> [INSTRUCTIONS TO FOLLOW]: Below are some records. Say in a single number how many of their lines include the word "derive".

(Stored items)
----

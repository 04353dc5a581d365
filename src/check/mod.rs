//! Function-call checking: the hook invoked once per analyzed call site
//!
//! Per call the path is: registry lookup (miss -> default type unchanged),
//! operand unit extraction (any missing unit -> unit-agnostic pass-through),
//! rule application (additive requires identical units, multiplicative
//! computes the product or quotient unit), and the outcome (annotated result
//! type, or a diagnostic plus a recovery type). There is no fatal state: a
//! bad expression never halts the analysis run.

use crate::common::Span;
use crate::diagnostics::{Reporter, Severity, UnitDiagnostic};
use crate::extract;
use crate::registry::Registry;
use crate::types::{Type, Unit, UnitTable};
use miette::NamedSource;

/// Everything a checker may inspect about one call expression
pub struct FunctionContext<'a> {
    /// Fully-qualified name of the callee, e.g. `builtins.int.__add__`
    pub callee: &'a str,
    /// Static types of the operands, in call order (receiver first)
    pub arg_types: &'a [Type],
    /// Return type the host inferred before unit checking
    pub default_return_type: Type,
    /// Call-site location
    pub span: Span,
    /// Named units visible to annotations
    pub units: &'a UnitTable,
    reporter: &'a mut Reporter,
}

impl<'a> FunctionContext<'a> {
    pub fn new(
        callee: &'a str,
        arg_types: &'a [Type],
        default_return_type: Type,
        span: Span,
        units: &'a UnitTable,
        reporter: &'a mut Reporter,
    ) -> Self {
        Self {
            callee,
            arg_types,
            default_return_type,
            span,
            units,
            reporter,
        }
    }

    /// Emit a diagnostic through the host's reporting channel
    pub fn report(&mut self, severity: Severity, diagnostic: UnitDiagnostic) {
        self.reporter.report(severity, diagnostic);
    }

    pub fn error(&mut self, diagnostic: UnitDiagnostic) {
        self.reporter.error(diagnostic);
    }

    pub fn note(&mut self, diagnostic: UnitDiagnostic) {
        self.reporter.note(diagnostic);
    }

    /// Source attachment for diagnostics at this call site
    pub fn named_source(&self) -> NamedSource<String> {
        self.reporter.named_source()
    }
}

/// Resolve and run the checker for `ctx.callee`, if any
///
/// A registry miss leaves the host's default return type unchanged.
pub fn dispatch(registry: &Registry, ctx: &mut FunctionContext) -> Type {
    match registry.lookup(ctx.callee) {
        Some(checker) => {
            tracing::debug!(callee = ctx.callee, "dispatching unit checker");
            checker(ctx)
        }
        None => {
            tracing::trace!(callee = ctx.callee, "no checker registered");
            ctx.default_return_type.clone()
        }
    }
}

/// Units of both operands of a binary call, or None for unit-agnostic calls
fn binary_units(ctx: &FunctionContext) -> Option<(Unit, Unit)> {
    if ctx.arg_types.len() != 2 {
        return None;
    }
    let left = extract::extract_unit(&ctx.arg_types[0], ctx.units)?;
    let right = extract::extract_unit(&ctx.arg_types[1], ctx.units)?;
    Some((left, right))
}

/// Additive operators: both operands must carry identical units
///
/// The result keeps the shared unit, so chains like `(a + b) + c` stay
/// checked. `m + cm` is rejected; the fix is an explicit conversion factor
/// (a value annotated `m/cm`), never an implicit rescale.
pub fn check_additive(ctx: &mut FunctionContext) -> Type {
    let Some((left, right)) = binary_units(ctx) else {
        return ctx.default_return_type.clone();
    };
    if left.compatible_for_addition(&right) {
        tracing::trace!(unit = %left, "additive operands agree");
        return Type::with_unit(ctx.default_return_type.payload().clone(), left);
    }
    let diagnostic = UnitDiagnostic::IncompatibleAdd {
        left: left.to_string(),
        right: right.to_string(),
        span: ctx.span.into(),
        src: ctx.named_source(),
    };
    ctx.error(diagnostic);
    Type::Error
}

/// Comparison operators: operands must carry identical units
///
/// The comparison's own type (bool) is kept even on mismatch; only the
/// diagnostic marks the error.
pub fn check_comparison(ctx: &mut FunctionContext) -> Type {
    let Some((left, right)) = binary_units(ctx) else {
        return ctx.default_return_type.clone();
    };
    if !left.compatible_for_addition(&right) {
        let diagnostic = UnitDiagnostic::IncompatibleCompare {
            left: left.to_string(),
            right: right.to_string(),
            span: ctx.span.into(),
            src: ctx.named_source(),
        };
        ctx.error(diagnostic);
    }
    ctx.default_return_type.clone()
}

fn is_division(callee: &str) -> bool {
    callee.ends_with("__truediv__")
        || callee.ends_with("__floordiv__")
        || callee.ends_with("__div__")
}

/// Multiplicative operators: the result unit is the product or quotient
///
/// Cancellation to a dimensionless result drops the annotation entirely; the
/// value is a pure number from then on.
pub fn check_multiplicative(ctx: &mut FunctionContext) -> Type {
    let Some((left, right)) = binary_units(ctx) else {
        return ctx.default_return_type.clone();
    };
    let unit = if is_division(ctx.callee) {
        left.divide(&right)
    } else {
        left.multiply(&right)
    };
    tracing::trace!(%unit, "multiplicative result unit");
    let payload = ctx.default_return_type.payload().clone();
    if unit.is_dimensionless() {
        payload
    } else {
        Type::with_unit(payload, unit)
    }
}

/// Wire the numeric operator families of the host's builtins
pub fn register_builtin_checkers(registry: &mut Registry) {
    const ADDITIVE: &[&str] = &["__add__", "__radd__", "__sub__", "__rsub__"];
    const COMPARISON: &[&str] = &["__eq__", "__ne__", "__lt__", "__le__", "__gt__", "__ge__"];
    const MULTIPLICATIVE: &[&str] = &["__mul__", "__rmul__", "__truediv__", "__rtruediv__"];

    for ty in ["int", "float"] {
        for op in ADDITIVE {
            registry.register(&format!("builtins.{ty}.{op}"), &[], check_additive);
        }
        for op in COMPARISON {
            registry.register(&format!("builtins.{ty}.{op}"), &[], check_comparison);
        }
        for op in MULTIPLICATIVE {
            registry.register(&format!("builtins.{ty}.{op}"), &[], check_multiplicative);
        }
    }
}
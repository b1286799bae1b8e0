use std::future::Future;
use tokio::task::JoinHandle;

/// Handle to a spawned periodic task. The task stops on `stop()` or when
/// the handle is dropped.
#[derive(Debug)]
pub struct BackgroundTask {
    name: &'static str,
    handle: JoinHandle<()>,
}

impl BackgroundTask {
    pub fn spawn<F>(name: &'static str, future: F) -> Self
    where
        F: Future<Output = ()> + Send + 'static,
    {
        tracing::debug!(task = name, "Starting background task");
        Self {
            name,
            handle: tokio::spawn(future),
        }
    }

    pub fn is_running(&self) -> bool {
        !self.handle.is_finished()
    }

    /// Aborts the task. `is_running` turns false once the runtime has
    /// processed the cancellation.
    pub fn stop(&self) {
        self.handle.abort();
    }
}

impl Drop for BackgroundTask {
    fn drop(&mut self) {
        tracing::debug!(task = self.name, "Stopping background task");
        self.handle.abort();
    }
}
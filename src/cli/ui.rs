use crate::core::notice::{Notice, Notifier};
use comfy_table::modifiers::UTF8_ROUND_CORNERS;
use comfy_table::presets::UTF8_FULL;
use comfy_table::{Attribute, Cell, CellAlignment, Color, ContentArrangement, Table};
use console::style;
use indicatif::{ProgressBar, ProgressStyle};
use std::time::Duration;

/// Defines different styles for text elements.
pub enum StyleType {
    Title,
    TotalLabel,
    TotalValue,
    Error,
    Warning,
    Subtle,
}

/// Applies a consistent style to a string.
pub fn style_text(text: &str, style_type: StyleType) -> String {
    let styled = match style_type {
        StyleType::Title => style(text).bold().underlined(),
        StyleType::TotalLabel => style(text).bold(),
        StyleType::TotalValue => style(text).green().bold(),
        StyleType::Error => style(text).red(),
        StyleType::Warning => style(text).yellow(),
        StyleType::Subtle => style(text).dim(),
    };
    styled.to_string()
}

/// Creates a new `comfy_table::Table` with standard styling.
pub fn new_styled_table() -> Table {
    let mut table = Table::new();
    table
        .load_preset(UTF8_FULL)
        .apply_modifier(UTF8_ROUND_CORNERS)
        .set_content_arrangement(ContentArrangement::Dynamic);
    table
}

/// Creates a styled header cell for a table.
pub fn header_cell(text: &str) -> Cell {
    Cell::new(text)
        .fg(Color::Cyan)
        .add_attribute(Attribute::Bold)
}

/// Formats an `Option<T>` into a `Cell`. `None` is displayed as "-".
pub fn format_optional_cell<T>(value: Option<T>, format_fn: impl Fn(T) -> String) -> Cell {
    value.map_or(
        Cell::new("-")
            .fg(Color::DarkGrey)
            .set_alignment(CellAlignment::Right),
        |v| Cell::new(format_fn(v)).set_alignment(CellAlignment::Right),
    )
}

/// Right aligned amount with two decimals.
pub fn amount_cell(value: f64) -> Cell {
    Cell::new(format!("{value:.2}")).set_alignment(CellAlignment::Right)
}

/// Formats a cell with bold and green text
pub fn format_percentage_cell(value: f64) -> Cell {
    Cell::new(format!("{value:.2}%"))
        .add_attribute(Attribute::Bold)
        .fg(Color::Green)
        .set_alignment(CellAlignment::Right)
}

/// `"Total (CNY): 123.45"` line shown under a table.
pub fn total_line(label: &str, currency: &str, value: f64) -> String {
    format!(
        "{} ({}): {}",
        label,
        style_text(currency, StyleType::TotalLabel),
        style_text(&format!("{value:.2}"), StyleType::TotalValue)
    )
}

/// Spinner shown while waiting on the backend.
pub fn new_spinner(message: &str) -> ProgressBar {
    let pb = ProgressBar::new_spinner();
    if let Ok(spinner_style) = ProgressStyle::default_spinner().template("{spinner:.green} {msg}")
    {
        pb.set_style(spinner_style);
    }
    pb.set_message(message.to_string());
    pb.enable_steady_tick(Duration::from_millis(100));
    pb
}

pub fn format_notice(notice: &Notice) -> String {
    let text = notice.to_string();
    match notice {
        Notice::Info(_) => style_text(&text, StyleType::Subtle),
        Notice::RateUnavailable { .. } => style_text(&text, StyleType::Warning),
        Notice::Disconnected(_) | Notice::OperationFailed(_) => {
            style_text(&text, StyleType::Error)
        }
    }
}

/// Prints notices to stderr so they never end up inside piped tables.
#[derive(Debug, Default, Clone, Copy)]
pub struct TerminalNotifier;

impl Notifier for TerminalNotifier {
    fn notify(&self, notice: Notice) {
        tracing::debug!(%notice, "Notice");
        eprintln!("{}", format_notice(&notice));
    }
}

----

> [RESPONSE AREA]: 2